Roger Severino

Christ-like Character: Courage

I remember watching the opening scene of “Saving Private Ryan” several years ago when it first came out. I recall the horror of seeing these young men getting out of their seaborne crafts and thrown onto the beaches under fire of flying bullets. I put myself in the boots of those soldiers’ and felt the fear I imagine they experienced. I remember wondering if I could muster the courage to do what they did that day. Though I don’t glamorize that experience in any way, I noticed that there was a part of me that envied them. To be tested of one’s mettle and come out on the other side (for those who survived), that is the type of courage and character I would have liked to mark my life (or so I thought).

What is courage? Does it mean having ice water in your veins and never being afraid of anything? I don’t believe so. Courage is facing your fears and doing the right thing in spite of those fears.

I don’t have the temperament for extreme sports, bungee jumping, or parachuting out of airplanes for the thrill of it. Others do. But that’s not the point. These optional forms of entertainment are not at the heart of the virtue of courage. I think it takes more courage to fight for the health of your family, or pursue your spouse in the midst of the messiness of marriage than to have a thrill-seeking experience.

When we examine the character of Jesus displayed in the Gospels, is courage one of the traits we see? Without a doubt! We must move beyond a simplistic view of “gentle Jesus, meek and mild” and come to grips with the fortitude and daringness we see him display on the pages of Scripture.

Luke 9:51 says “When the days were coming to a close for Him to be taken up, he determined to journey to Jerusalem.”[1] A more literal translation might be he “set his face” toward Jerusalem. From the context, it is clear that the cross is what awaited him in Jerusalem. Jesus had a determined will to obey the Father though it involved rejection, suffering, and death. Do you and I have such resolve to do what is difficult when God has called us to do something?

Matthew 26:36-46 is one place in the Gospels that tell of Jesus’ anguished prayer in the Garden of Gethsemane the night he was betrayed. Whereas the first Adam had failed his temptation in the garden (see Genesis 3), the last Adam (Jesus) courageously faced a much greater testing in this garden to bypass the cross. The text says he was “deeply distressed” and “swallowed up in sorrow — to the point of death.” Jesus faced an experience deeply distressed, sorrowful, even horrified (see Mark 14:33). “My Father! If it is possible, let this cup pass from Me. Yet not as I will, but as You will.”[2] Three separate times Jesus prayed seeing if there was any other way, but there was not. So, courageously, he faced his fears and put himself in the hands of his betrayers, a sequence of events that led inexorably toward the cross.

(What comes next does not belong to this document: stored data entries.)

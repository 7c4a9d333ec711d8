//! Windowed FFT analysis/resynthesis engine
//!
//! Samples accumulate into 50%-overlapping windowed blocks; each block is
//! forward-transformed and its spectrum queued in a FIFO. Queued spectra can
//! be inspected ([`SpectralEngine::power`]), edited per bin before queueing
//! ([`SpectrumEditor`]), and resynthesized by inverse transform plus
//! overlap-add ([`SpectralEngine::synthesize`]).

use std::collections::VecDeque;
use std::sync::Arc;

use realfft::num_complex::Complex32;
use realfft::{ComplexToReal, RealFftPlanner, RealToComplex};
use thiserror::Error;

use super::{BlockBuffer, Window};

/// Cap on queued spectra for analysis-only use (no resynthesis draining the
/// FIFO). Oldest blocks are dropped beyond this.
const MAX_QUEUED_SPECTRA: usize = 64;

/// Errors from the spectral engine
#[derive(Error, Debug)]
pub enum SpectralError {
    #[error("FFT processing failed: {0}")]
    Fft(#[from] realfft::FftError),
}

/// Per-bin spectral modification applied to each block before it is queued
pub trait SpectrumEditor: Send + Sync {
    /// `bins[i]` covers frequency `i * bin_hz`
    fn edit(&self, bins: &mut [Complex32], bin_hz: f64);
}

impl<F> SpectrumEditor for F
where
    F: Fn(&mut [Complex32], f64) + Send + Sync,
{
    fn edit(&self, bins: &mut [Complex32], bin_hz: f64) {
        self(bins, bin_hz)
    }
}

/// Transform size for a sample rate and lowest resolvable frequency
///
/// Rounded up to the next power of two from `sample_rate / min_frequency`.
pub fn fft_size_for(sample_rate: u32, min_frequency: f64) -> usize {
    let raw = (sample_rate as f64 / min_frequency.max(1.0)).ceil() as usize;
    raw.max(2).next_power_of_two()
}

/// Windowed forward/inverse FFT with overlap-add reconstruction
///
/// One engine handles one channel; multi-channel callers run one engine per
/// channel. Analysis and synthesis advance independently: pushing never
/// blocks on synthesis, and synthesis fills with silence when too few
/// spectra are queued to cover the requested output.
pub struct SpectralEngine {
    sample_rate: u32,
    fft_size: usize,
    hop: usize,
    forward: Arc<dyn RealToComplex<f32>>,
    inverse: Arc<dyn ComplexToReal<f32>>,
    block: BlockBuffer,
    spectra: VecDeque<Vec<Complex32>>,
    fwd_input: Vec<f32>,
    fwd_output: Vec<Complex32>,
    fwd_scratch: Vec<Complex32>,
    inv_scratch: Vec<Complex32>,
    /// Reconstructed PCM of the previous block (read from its second half)
    synth_prev: Option<Vec<f32>>,
    /// Reconstructed PCM of the current block (read from its first half)
    synth_cur: Option<Vec<f32>>,
    /// Read offset into the current hop, `0..=hop`
    synth_pos: usize,
}

impl SpectralEngine {
    /// Create an engine resolving down to `min_frequency` Hz
    pub fn new(sample_rate: u32, min_frequency: f64, window: Window) -> Self {
        Self::with_fft_size(sample_rate, fft_size_for(sample_rate, min_frequency), window)
    }

    /// Create an engine with an explicit transform size (must be even)
    pub fn with_fft_size(sample_rate: u32, fft_size: usize, window: Window) -> Self {
        let mut planner = RealFftPlanner::<f32>::new();
        let forward = planner.plan_fft_forward(fft_size);
        let inverse = planner.plan_fft_inverse(fft_size);
        let fwd_input = forward.make_input_vec();
        let fwd_output = forward.make_output_vec();
        let fwd_scratch = forward.make_scratch_vec();
        let inv_scratch = inverse.make_scratch_vec();
        Self {
            sample_rate,
            fft_size,
            hop: fft_size / 2,
            forward,
            inverse,
            block: BlockBuffer::new(fft_size, window),
            spectra: VecDeque::new(),
            fwd_input,
            fwd_output,
            fwd_scratch,
            inv_scratch,
            synth_prev: None,
            synth_cur: None,
            // Forces an advance on the first synthesized sample
            synth_pos: fft_size / 2,
        }
    }

    pub fn fft_size(&self) -> usize {
        self.fft_size
    }

    pub fn sample_rate(&self) -> u32 {
        self.sample_rate
    }

    /// Width of one bin in Hz
    pub fn bin_hz(&self) -> f64 {
        self.sample_rate as f64 / self.fft_size as f64
    }

    /// Number of spectra currently queued for resynthesis
    pub fn queued_spectra(&self) -> usize {
        self.spectra.len()
    }

    /// Feed samples; completed blocks are transformed and queued
    pub fn push(&mut self, samples: &[f32]) -> Result<(), SpectralError> {
        self.push_edited(samples, None)
    }

    /// Feed samples, applying `editor` to each completed spectrum
    pub fn push_edited(
        &mut self,
        samples: &[f32],
        editor: Option<&dyn SpectrumEditor>,
    ) -> Result<(), SpectralError> {
        let bin_hz = self.bin_hz();
        let Self {
            block,
            forward,
            spectra,
            fwd_input,
            fwd_output,
            fwd_scratch,
            ..
        } = self;

        let mut result = Ok(());
        block.push(samples, |windowed| {
            if result.is_err() {
                return;
            }
            fwd_input.copy_from_slice(windowed);
            if let Err(e) = forward.process_with_scratch(fwd_input, fwd_output, fwd_scratch) {
                result = Err(SpectralError::Fft(e));
                return;
            }
            if let Some(editor) = editor {
                editor.edit(fwd_output, bin_hz);
            }
            spectra.push_back(fwd_output.clone());
            if spectra.len() > MAX_QUEUED_SPECTRA {
                spectra.pop_front();
            }
        });
        result
    }

    /// Summed power over `[f_lo, f_hi)` Hz in the most recent spectrum
    ///
    /// Frequencies map to bins via `round(fft_size * f / sample_rate)`,
    /// clamped to the valid bin range. A high index not strictly greater
    /// than the low index is nudged to `low + 1` so the range is never
    /// empty. Returns 0.0 when no block has been analysed yet.
    pub fn power(&self, f_lo: f64, f_hi: f64) -> f64 {
        let Some(spectrum) = self.spectra.back() else {
            return 0.0;
        };
        let max_bin = spectrum.len() - 1;
        let lo = self.bin_for(f_lo).min(max_bin);
        let mut hi = self.bin_for(f_hi).min(max_bin);
        if hi <= lo {
            hi = (lo + 1).min(max_bin);
        }
        spectrum[lo..=hi]
            .iter()
            .map(|c| c.norm_sqr() as f64)
            .sum()
    }

    fn bin_for(&self, freq: f64) -> usize {
        let idx = (self.fft_size as f64 * freq / self.sample_rate as f64).round();
        idx.clamp(0.0, (self.fft_size - 1) as f64) as usize
    }

    /// Reconstruct samples by inverse transform and 50% overlap-add
    ///
    /// Each output sample is the average of the two reconstructed blocks
    /// overlapping at that position. When the FIFO runs out of spectra, the
    /// missing contribution is silence; the call never blocks or errors on
    /// starvation.
    pub fn synthesize(&mut self, out: &mut [f32]) -> Result<(), SpectralError> {
        for slot in out.iter_mut() {
            if self.synth_pos >= self.hop {
                self.advance_synthesis()?;
            }
            let p = self.synth_pos;
            let tail = self
                .synth_prev
                .as_ref()
                .map(|pcm| pcm[self.hop + p])
                .unwrap_or(0.0);
            let head = self.synth_cur.as_ref().map(|pcm| pcm[p]).unwrap_or(0.0);
            *slot = 0.5 * (tail + head);
            self.synth_pos += 1;
        }
        Ok(())
    }

    fn advance_synthesis(&mut self) -> Result<(), SpectralError> {
        self.synth_prev = self.synth_cur.take();
        self.synth_cur = match self.spectra.pop_front() {
            Some(mut spectrum) => {
                // realfft's inverse expects purely real DC/Nyquist bins;
                // editing may have left residue there
                if let Some(first) = spectrum.first_mut() {
                    first.im = 0.0;
                }
                if let Some(last) = spectrum.last_mut() {
                    last.im = 0.0;
                }
                let mut pcm = self.inverse.make_output_vec();
                self.inverse
                    .process_with_scratch(&mut spectrum, &mut pcm, &mut self.inv_scratch)?;
                let norm = 1.0 / self.fft_size as f32;
                for s in &mut pcm {
                    *s *= norm;
                }
                Some(pcm)
            }
            None => None,
        };
        self.synth_pos = 0;
        Ok(())
    }

    /// Drop all buffered input, queued spectra and synthesis state
    pub fn reset(&mut self) {
        self.block.clear();
        self.spectra.clear();
        self.synth_prev = None;
        self.synth_cur = None;
        self.synth_pos = self.hop;
    }
}

#[cfg(test)]
mod tests {
    use super::*;
    use std::f32::consts::TAU;

    fn sine(freq: f32, rate: u32, len: usize) -> Vec<f32> {
        (0..len)
            .map(|i| (TAU * freq * i as f32 / rate as f32).sin())
            .collect()
    }

    #[test]
    fn fft_size_rounds_up_to_power_of_two() {
        // 48000 / 20 = 2400 -> 4096
        assert_eq!(fft_size_for(48_000, 20.0), 4096);
        assert_eq!(fft_size_for(44_100, 43.066), 1024);
        assert_eq!(fft_size_for(48_000, 48.0), 1024);
    }

    #[test]
    fn rectangle_round_trip_is_near_exact() {
        let rate = 48_000;
        let mut engine = SpectralEngine::with_fft_size(rate, 512, Window::Rectangle);
        let input = sine(1000.0, rate, 512 * 8);
        engine.push(&input).unwrap();

        let mut out = vec![0.0f32; 512 * 6];
        engine.synthesize(&mut out).unwrap();

        // Skip the first hop: only one block overlaps there
        for (i, (&x, &y)) in input.iter().zip(&out).enumerate().skip(256) {
            assert!(
                (x - y).abs() < 1e-3,
                "sample {i}: expected {x}, got {y}"
            );
        }
    }

    #[test]
    fn hann_round_trip_reconstructs_at_window_gain() {
        let rate = 48_000;
        let mut engine = SpectralEngine::with_fft_size(rate, 512, Window::Hann);
        let input = sine(440.0, rate, 512 * 8);
        engine.push(&input).unwrap();

        let mut out = vec![0.0f32; 512 * 6];
        engine.synthesize(&mut out).unwrap();

        let gain = Window::Hann.overlap_average_gain();
        for (i, (&x, &y)) in input.iter().zip(&out).enumerate().skip(256) {
            assert!(
                (x * gain - y).abs() < 1e-3,
                "sample {i}: expected {}, got {y}",
                x * gain
            );
        }
    }

    #[test]
    fn starved_synthesis_fills_with_silence() {
        let mut engine = SpectralEngine::with_fft_size(48_000, 256, Window::Hann);
        // A single queued block only reaches into the first two hops
        engine.push(&sine(500.0, 48_000, 256)).unwrap();

        let mut out = vec![1.0f32; 1024];
        engine.synthesize(&mut out).unwrap();

        // Everything past the single block's reach is silent
        assert!(out[256..].iter().all(|&s| s == 0.0));
    }

    #[test]
    fn power_band_concentrates_at_tone() {
        let rate = 48_000;
        let mut engine = SpectralEngine::new(rate, 20.0, Window::Hann);
        assert_eq!(engine.fft_size(), 4096);

        engine.push(&sine(1000.0, rate, 4096 * 2)).unwrap();

        let at_tone = engine.power(900.0, 1100.0);
        let off_tone = engine.power(100.0, 300.0);
        assert!(at_tone > 0.0);
        assert!(
            at_tone > off_tone * 10.0,
            "tone band {at_tone} vs off band {off_tone}"
        );
    }

    #[test]
    fn power_never_returns_an_empty_range() {
        let rate = 48_000;
        let mut engine = SpectralEngine::with_fft_size(rate, 1024, Window::Hann);
        engine.push(&sine(1000.0, rate, 2048)).unwrap();

        // Equal edges are nudged to a one-bin range
        let p = engine.power(1000.0, 1000.0);
        assert!(p > 0.0);

        // Inverted edges behave the same way
        assert!(engine.power(1000.0, 900.0) >= 0.0);
    }

    #[test]
    fn power_without_analysis_is_zero() {
        let engine = SpectralEngine::with_fft_size(48_000, 1024, Window::Hann);
        assert_eq!(engine.power(100.0, 200.0), 0.0);
    }

    #[test]
    fn spectrum_editor_zeroes_a_band() {
        let rate = 48_000;
        let mut engine = SpectralEngine::with_fft_size(rate, 1024, Window::Hann);

        // Kill everything below 2 kHz
        let editor = |bins: &mut [Complex32], bin_hz: f64| {
            for (i, bin) in bins.iter_mut().enumerate() {
                if (i as f64) * bin_hz < 2000.0 {
                    *bin = Complex32::new(0.0, 0.0);
                }
            }
        };
        engine
            .push_edited(&sine(1000.0, rate, 4096), Some(&editor as &dyn SpectrumEditor))
            .unwrap();

        assert!(engine.power(900.0, 1100.0) < 1e-6);
    }

    #[test]
    fn queue_is_bounded_without_synthesis() {
        let mut engine = SpectralEngine::with_fft_size(48_000, 256, Window::Hann);
        engine.push(&vec![0.1f32; 256 * 200]).unwrap();
        assert!(engine.queued_spectra() <= MAX_QUEUED_SPECTRA);
    }
}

What does courage look like in your life? What does it mean for you to do the right thing even though it is difficult? For some it may mean facing your addictions (i.e. prescription pills, shopping, alcohol, pornography, food, TV) and courageously battling toward freedom from your enslavement. For others, it may mean getting out of your comfort zone to pursue a new adventure God has for you. Whatever it is, may Jesus empower you to live a bold and courageous life to the glory of God and to the benefit of those around you desperately looking for courageous men and women who make costly, right choices.

[1] The Holy Bible: Holman Christian Standard Version. (Nashville: Holman Bible Publishers, 2009), Lk 9:51.
[2] The Holy Bible: Holman Christian Standard Version. (Nashville: Holman Bible Publishers, 2009), Mt 26:39.